TASK GOAL -> Exactly as they appear, copy the lines from the start of the entries below to the line containing "#[derive(Debug, Clone)]", both ends included.

Extracted data entries
════════
use crate::config::PreprocessorConfig;
use crate::parser::SyntaxParser;
use crate::similarity::{find_similar, EditDistance, SimilarityScorer};
use crate::transpiler::table_terminator;
use crate::types::*;
use indexmap::IndexMap;
use log::debug;
use std::path::{Path, PathBuf};
use thiserror::Error;

// Consistency Checker: two-phase project-wide validation.
//
// Collection runs once per file and registers labels, logs references, and
// checks image existence. Resolution runs once after every file has been
// collected — references can only be judged undefined once all labels are
// known. There is no transition back: collecting after resolution is a
// caller bug and is reported as such.

#[derive(Debug, Error)]
pub enum ValidatorError {
    #[error("cannot collect '{0}': reference resolution has already run")]
    CollectionClosed(PathBuf),
    #[error("reference resolution has already run")]
    AlreadyResolved,
}

/// First-definition site of a label. Write-once: duplicates are reported
/// against this site and never overwrite it.
#[derive(Debug, Clone, PartialEq)]
struct LabelSite {
    file: PathBuf,
    line: usize,
}

/// Defined labels, scoped per kind. A figure and a table may share a label.
#[derive(Debug, Default)]
struct LabelRegistry {
    figures: IndexMap<String, LabelSite>,
    tables: IndexMap<String, LabelSite>,
    equations: IndexMap<String, LabelSite>,
    sections: IndexMap<String, LabelSite>,
}

impl LabelRegistry {
    fn for_kind(&self, kind: RefKind) -> &IndexMap<String, LabelSite> {
        match kind {
            RefKind::Figure => &self.figures,
            RefKind::Table => &self.tables,
            RefKind::Equation => &self.equations,
            RefKind::Section => &self.sections,
        }
    }

    fn for_kind_mut(&mut self, kind: RefKind) -> &mut IndexMap<String, LabelSite> {
        match kind {
            RefKind::Figure => &mut self.figures,
            RefKind::Table => &mut self.tables,
            RefKind::Equation => &mut self.equations,
            RefKind::Section => &mut self.sections,
        }
    }
}

/// One logged cross-reference occurrence, judged only during resolution.
#[derive(Debug, Clone)]
struct LoggedReference {
    kind: RefKind,
    label: String,
    file: PathBuf,
    span: SourceSpan,
}

pub struct Validator {
    registry: LabelRegistry,
    references: Vec<LoggedReference>,
    diagnostics: Vec<Diagnostic>,
    scorer: Box<dyn SimilarityScorer>,
    suggestion_cutoff: f64,
    max_suggestions: usize,
    resolved: bool,
}

impl Default for Validator {
    fn default() -> Self {
        Self::new()
    }
}

impl Validator {
    pub fn new() -> Self {
        Self::with_config(&PreprocessorConfig::default())
    }

    pub fn with_config(config: &PreprocessorConfig) -> Self {
        Self {
            registry: LabelRegistry::default(),
            references: Vec::new(),
            diagnostics: Vec::new(),
            scorer: Box::new(EditDistance),
            suggestion_cutoff: config.suggestion_cutoff,
            max_suggestions: config.max_suggestions,
            resolved: false,
        }
    }

    /// Swap the suggestion scorer (the default is edit-distance ratio).
    pub fn with_scorer(mut self, scorer: Box<dyn SimilarityScorer>) -> Self {
        self.scorer = scorer;
        self
    }

    /// Collection phase, once per file. `image_exists` is supplied by the
    /// caller (the file walker knows the project root; the core does not
    /// touch the filesystem). Returns the diagnostics for this file;
    /// they are also retained for `passed()` and final reporting.
    pub fn collect_file(
        &mut self,
        file: &Path,
        content: &str,
        image_exists: impl Fn(&str) -> bool,
    ) -> Result<Vec<Diagnostic>, ValidatorError> {
        if self.resolved {
            return Err(ValidatorError::CollectionClosed(file.to_path_buf()));
        }

        let parser = SyntaxParser::new(content);
        let before = self.diagnostics.len();

        let figures = parser.parse_figures();
        for fig in &figures {
            self.register_label(RefKind::Figure, &fig.label, file, fig.span);
        }

        let tables = parser.parse_tables();
        for tbl in &tables {
            self.register_label(RefKind::Table, &tbl.label, file, tbl.span);

            // A marker whose following table block is missing silently loses
            // its caption at transpile time; surface that here with file/line.
            let tail = &content[tbl.span.end..];
            let lines: Vec<&str> = tail.split('\n').collect();
            if table_terminator(&lines).is_none() {
                self.diagnostics.push(
                    Diagnostic::warning(
                        file,
                        tbl.span.line,
                        format!("No table block follows '@tbl[{}]'", tbl.label),
                    )
                    .with_column(tbl.span.column)
                    .with_suggestion(
                        "Put the table directly after the marker and end it with a blank line",
                    ),
                );
            }
        }

        // Labels already defined in standard markdown (mixed documents,
        // equation/section anchors) count as definitions too.
        for anchor in parser.parse_anchors() {
            self.register_label(anchor.kind, &anchor.label, file, anchor.span);
        }

        // References are logged verbatim, not yet judged.
        for r in parser.parse_cross_references() {
            self.references.push(LoggedReference {
                kind: r.kind,
                label: r.label,
                file: file.to_path_buf(),
                span: r.span,
            });
        }

        for fig in &figures {
            if !image_exists(&fig.image_path) {
                self.diagnostics.push(
                    Diagnostic::warning(
                        file,
                        fig.span.line,
                        format!("Image file not found: {}", fig.image_path),
                    )
                    .with_column(fig.span.column)
                    .with_suggestion("Check the path or create the image"),
                );
            }
        }

        Ok(self.diagnostics[before..].to_vec())
    }

    /// First registration wins; later registrations of the same `(kind,
    /// label)` produce an error naming both sites and leave the registry
    /// untouched.
    fn register_label(&mut self, kind: RefKind, label: &str, file: &Path, span: SourceSpan) {
        let labels = self.registry.for_kind_mut(kind);
        if let Some(site) = labels.get(label) {
            let suggestion = format!("Previous definition at {}:{}", site.file.display(), site.line);
            self.diagnostics.push(
                Diagnostic::error(
                    file,
                    span.line,
                    format!("Duplicate {} label '{}:{}'", kind.describe(), kind.token(), label),
                )
                .with_column(span.column)
                .with_suggestion(suggestion),
            );
        } else {
            labels.insert(
                label.to_string(),
                LabelSite {
                    file: file.to_path_buf(),
                    line: span.line,
                },
            );
        }
    }

    /// Resolution phase, run once after all files are collected. Every
    /// logged reference whose label is not registered for its kind becomes
    /// an error, with up to `max_suggestions` fuzzy-matched alternatives of
    /// the same kind attached.
    pub fn resolve_references(&mut self) -> Result<Vec<Diagnostic>, ValidatorError> {
        if self.resolved {
            return Err(ValidatorError::AlreadyResolved);
        }
        self.resolved = true;
        debug!(
            "resolving {} references against {} figure / {} table / {} equation / {} section labels",
            self.references.len(),
            self.registry.figures.len(),
            self.registry.tables.len(),
            self.registry.equations.len(),
            self.registry.sections.len(),
        );

        let before = self.diagnostics.len();
        for r in &self.references {
            let labels = self.registry.for_kind(r.kind);
            if labels.contains_key(&r.label) {
                continue;
            }

            let similar = find_similar(
                self.scorer.as_ref(),
                &r.label,
                labels.keys().map(String::as_str),
                self.max_suggestions,
                self.suggestion_cutoff,
            );
            let mut diagnostic = Diagnostic::error(
                &r.file,
                r.span.line,
                format!("Undefined reference @{}:{}", r.kind.token(), r.label),
            )
            .with_column(r.span.column);
            if !similar.is_empty() {
                let formatted: Vec<String> = similar
                    .iter()
                    .map(|label| format!("@{}:{}", r.kind.token(), label))
                    .collect();
                diagnostic = diagnostic
                    .with_suggestion(format!("Did you mean: {}?", formatted.join(", ")));
            }
            self.diagnostics.push(diagnostic);
        }

        Ok(self.diagnostics[before..].to_vec())
    }

    /// All diagnostics accumulated so far, in the order they were produced.
    pub fn diagnostics(&self) -> &[Diagnostic] {
        &self.diagnostics
    }

    /// Validation passes iff no error was produced. Warnings never fail it.
    pub fn passed(&self) -> bool {
        !self
            .diagnostics
            .iter()
            .any(|d| d.severity == Severity::Error)
    }
}

/// Format diagnostics for display. Pure projection: terse mode shows errors
/// plus a warning count, verbose mode shows everything in full.
pub fn report(diagnostics: &[Diagnostic], verbose: bool) -> String {
    let errors: Vec<&Diagnostic> = diagnostics
        .iter()
        .filter(|d| d.severity == Severity::Error)
        .collect();
    let warnings: Vec<&Diagnostic> = diagnostics
        .iter()
        .filter(|d| d.severity == Severity::Warning)
        .collect();

    if errors.is_empty() && warnings.is_empty() {
        return "✓ Validation passed\n".to_string();
    }

    let mut out = String::new();
    if !errors.is_empty() {
        out.push_str(&format!("{} error(s) found:\n\n", errors.len()));
        for error in &errors {
            format_diagnostic(&mut out, error);
        }
    }

    if verbose && !warnings.is_empty() {
        out.push_str(&format!("{} warning(s):\n\n", warnings.len()));
        for warning in &warnings {
            format_diagnostic(&mut out, warning);
        }
    } else if !warnings.is_empty() {
        out.push_str(&format!(
            "{} warning(s) (use --verbose to see them)\n",
            warnings.len()
        ));
    }

    out
}

fn format_diagnostic(out: &mut String, diagnostic: &Diagnostic) {
    let (symbol, label) = match diagnostic.severity {
        Severity::Error => ("✗", "ERROR"),
        Severity::Warning => ("⚠", "WARNING"),
    };
    out.push_str(&format!("{} {}: {}\n", symbol, label, diagnostic.message));
    match diagnostic.column {
        Some(column) => out.push_str(&format!(
            "  --> {}:{}:{}\n",
            diagnostic.file.display(),
            diagnostic.line,
            column
        )),
        None => out.push_str(&format!(
            "  --> {}:{}\n",
            diagnostic.file.display(),
            diagnostic.line
        )),
    }
    if let Some(suggestion) = &diagnostic.suggestion {
        out.push_str(&format!("  = help: {suggestion}\n"));
    }
    out.push('\n');
}

#[cfg(test)]
mod tests {
    use super::*;

    fn any_image(_: &str) -> bool {
        true
    }

    #[test]
    fn collection_after_resolution_is_rejected() {
        let mut validator = Validator::new();
        validator
            .collect_file(Path::new("a.md"), "@fig[x](i.jpg) Cap.", any_image)
            .unwrap();
        validator.resolve_references().unwrap();

        let err = validator
            .collect_file(Path::new("b.md"), "text", any_image)
            .unwrap_err();
        assert!(matches!(err, ValidatorError::CollectionClosed(_)));

        let err = validator.resolve_references().unwrap_err();
        assert!(matches!(err, ValidatorError::AlreadyResolved));
    }

    #[test]
    fn report_terse_counts_warnings() {
        let diagnostics = vec![
            Diagnostic::error(Path::new("a.md"), 3, "Undefined reference @fig:x"),
            Diagnostic::warning(Path::new("a.md"), 7, "Image file not found: img.png"),
        ];

        let terse = report(&diagnostics, false);
        assert!(terse.contains("1 error(s) found:"));
        assert!(terse.contains("✗ ERROR: Undefined reference @fig:x"));
        assert!(terse.contains("--> a.md:3"));
        assert!(terse.contains("1 warning(s) (use --verbose to see them)"));
        assert!(!terse.contains("Image file not found"));

        let verbose = report(&diagnostics, true);
        assert!(verbose.contains("⚠ WARNING: Image file not found: img.png"));
    }

    #[test]
    fn report_clean_run() {
        assert_eq!(report(&[], false), "✓ Validation passed\n");
    }

    #[test]
    fn report_does_not_mutate_inputs() {
        let diagnostics =
            vec![Diagnostic::error(Path::new("a.md"), 1, "Duplicate figure label 'fig:x'")];
        let copy = diagnostics.clone();
        let _ = report(&diagnostics, true);
        assert_eq!(diagnostics, copy);
    }
}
════════
SOLVED EXERCISE ->
use crate::config::PreprocessorConfig;
use crate::parser::SyntaxParser;
use crate::similarity::{find_similar, EditDistance, SimilarityScorer};
use crate::transpiler::table_terminator;
use crate::types::*;
use indexmap::IndexMap;
use log::debug;
use std::path::{Path, PathBuf};
use thiserror::Error;

// Consistency Checker: two-phase project-wide validation.
//
// Collection runs once per file and registers labels, logs references, and
// checks image existence. Resolution runs once after every file has been
// collected — references can only be judged undefined once all labels are
// known. There is no transition back: collecting after resolution is a
// caller bug and is reported as such.

#[derive(Debug, Error)]
pub enum ValidatorError {
    #[error("cannot collect '{0}': reference resolution has already run")]
    CollectionClosed(PathBuf),
    #[error("reference resolution has already run")]
    AlreadyResolved,
}

/// First-definition site of a label. Write-once: duplicates are reported
/// against this site and never overwrite it.
#[derive(Debug, Clone, PartialEq)]
struct LabelSite {
    file: PathBuf,
    line: usize,
}

/// Defined labels, scoped per kind. A figure and a table may share a label.
#[derive(Debug, Default)]
struct LabelRegistry {
    figures: IndexMap<String, LabelSite>,
    tables: IndexMap<String, LabelSite>,
    equations: IndexMap<String, LabelSite>,
    sections: IndexMap<String, LabelSite>,
}

impl LabelRegistry {
    fn for_kind(&self, kind: RefKind) -> &IndexMap<String, LabelSite> {
        match kind {
            RefKind::Figure => &self.figures,
            RefKind::Table => &self.tables,
            RefKind::Equation => &self.equations,
            RefKind::Section => &self.sections,
        }
    }

    fn for_kind_mut(&mut self, kind: RefKind) -> &mut IndexMap<String, LabelSite> {
        match kind {
            RefKind::Figure => &mut self.figures,
            RefKind::Table => &mut self.tables,
            RefKind::Equation => &mut self.equations,
            RefKind::Section => &mut self.sections,
        }
    }
}

/// One logged cross-reference occurrence, judged only during resolution.
#[derive(Debug, Clone)]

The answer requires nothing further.